*Instructions to follow:* Find the lines below that contain "crate" and tally them. Return only the total.

*Extracted entries:*
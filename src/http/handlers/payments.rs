use crate::domain::payment::{err, IntakePaymentRequest};
use crate::domain::summary::SummaryRange;
use crate::AppState;
use axum::extract::rejection::{JsonRejection, QueryRejection};
use axum::extract::{Query, State};
use axum::response::IntoResponse;
use axum::Json;

pub async fn create_payment(
    State(state): State<AppState>,
    payload: Result<Json<IntakePaymentRequest>, JsonRejection>,
) -> impl IntoResponse {
    let Json(req) = match payload {
        Ok(body) => body,
        Err(rejection) => {
            return (
                rejection.status(),
                Json(
                    err("MALFORMED_BODY", "request body is not a valid payment")
                        .with_details(rejection.body_text()),
                ),
            )
                .into_response()
        }
    };

    match req.validate() {
        Ok(payment) => {
            state
                .dispatcher
                .dispatch(payment.correlation_id, payment.amount);
            axum::http::StatusCode::ACCEPTED.into_response()
        }
        Err(e) => (
            axum::http::StatusCode::BAD_REQUEST,
            Json(err(e.code, e.message)),
        )
            .into_response(),
    }
}

pub async fn payments_summary(
    State(state): State<AppState>,
    query: Result<Query<SummaryRange>, QueryRejection>,
) -> impl IntoResponse {
    let Query(range) = match query {
        Ok(q) => q,
        Err(rejection) => {
            return (
                axum::http::StatusCode::BAD_REQUEST,
                Json(
                    err("INVALID_RANGE", "from and to must be ISO-8601 timestamps")
                        .with_details(rejection.body_text()),
                ),
            )
                .into_response()
        }
    };

    match state.payment_store.summarize(&range).await {
        Ok(summary) => (axum::http::StatusCode::OK, Json(summary)).into_response(),
        Err(e) => {
            tracing::error!("payments summary failed: {:#}", e);
            (
                axum::http::StatusCode::INTERNAL_SERVER_ERROR,
                Json(err("INTERNAL_ERROR", "payments summary unavailable")),
            )
                .into_response()
        }
    }
}

pub async fn health() -> impl IntoResponse {
    (axum::http::StatusCode::OK, "ok")
}
use crate::domain::payment::{PaymentRecord, Processor};
use crate::domain::summary::{PaymentsSummary, SummaryRange};
use anyhow::Result;
use rust_decimal::Decimal;
use sqlx::{PgPool, Row};

#[async_trait::async_trait]
pub trait PaymentStore: Send + Sync {
    /// Returns `false` when the correlation id is already recorded; the
    /// existing record is kept as-is.
    async fn append(&self, record: &PaymentRecord) -> Result<bool>;

    async fn summarize(&self, range: &SummaryRange) -> Result<PaymentsSummary>;

    async fn ping(&self) -> Result<()>;
}

#[derive(Clone)]
pub struct PgPaymentsRepo {
    pub pool: PgPool,
}

#[async_trait::async_trait]
impl PaymentStore for PgPaymentsRepo {
    async fn append(&self, record: &PaymentRecord) -> Result<bool> {
        let result = sqlx::query(
            r#"
            INSERT INTO payments (correlation_id, amount, processor, requested_at)
            VALUES ($1, $2, $3, $4)
            ON CONFLICT (correlation_id) DO NOTHING
            "#,
        )
        .bind(&record.correlation_id)
        .bind(record.amount)
        .bind(record.processor.as_str())
        .bind(record.requested_at)
        .execute(&self.pool)
        .await?;

        Ok(result.rows_affected() == 1)
    }

    async fn summarize(&self, range: &SummaryRange) -> Result<PaymentsSummary> {
        let rows = sqlx::query(
            r#"
            SELECT processor, COUNT(*) AS total_requests, COALESCE(SUM(amount), 0) AS total_amount
            FROM payments
            WHERE ($1::timestamptz IS NULL OR requested_at >= $1)
              AND ($2::timestamptz IS NULL OR requested_at <= $2)
            GROUP BY processor
            "#,
        )
        .bind(range.from)
        .bind(range.to)
        .fetch_all(&self.pool)
        .await?;

        let mut summary = PaymentsSummary::default();
        for r in rows {
            let processor: Processor = r.get::<String, _>("processor").parse()?;
            let totals = summary.totals_mut(processor);
            totals.total_requests = r.get::<i64, _>("total_requests") as u64;
            totals.total_amount = r.get::<Decimal, _>("total_amount");
        }
        Ok(summary)
    }

    async fn ping(&self) -> Result<()> {
        sqlx::query("SELECT 1").execute(&self.pool).await?;
        Ok(())
    }
}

*Answer for the task:* 5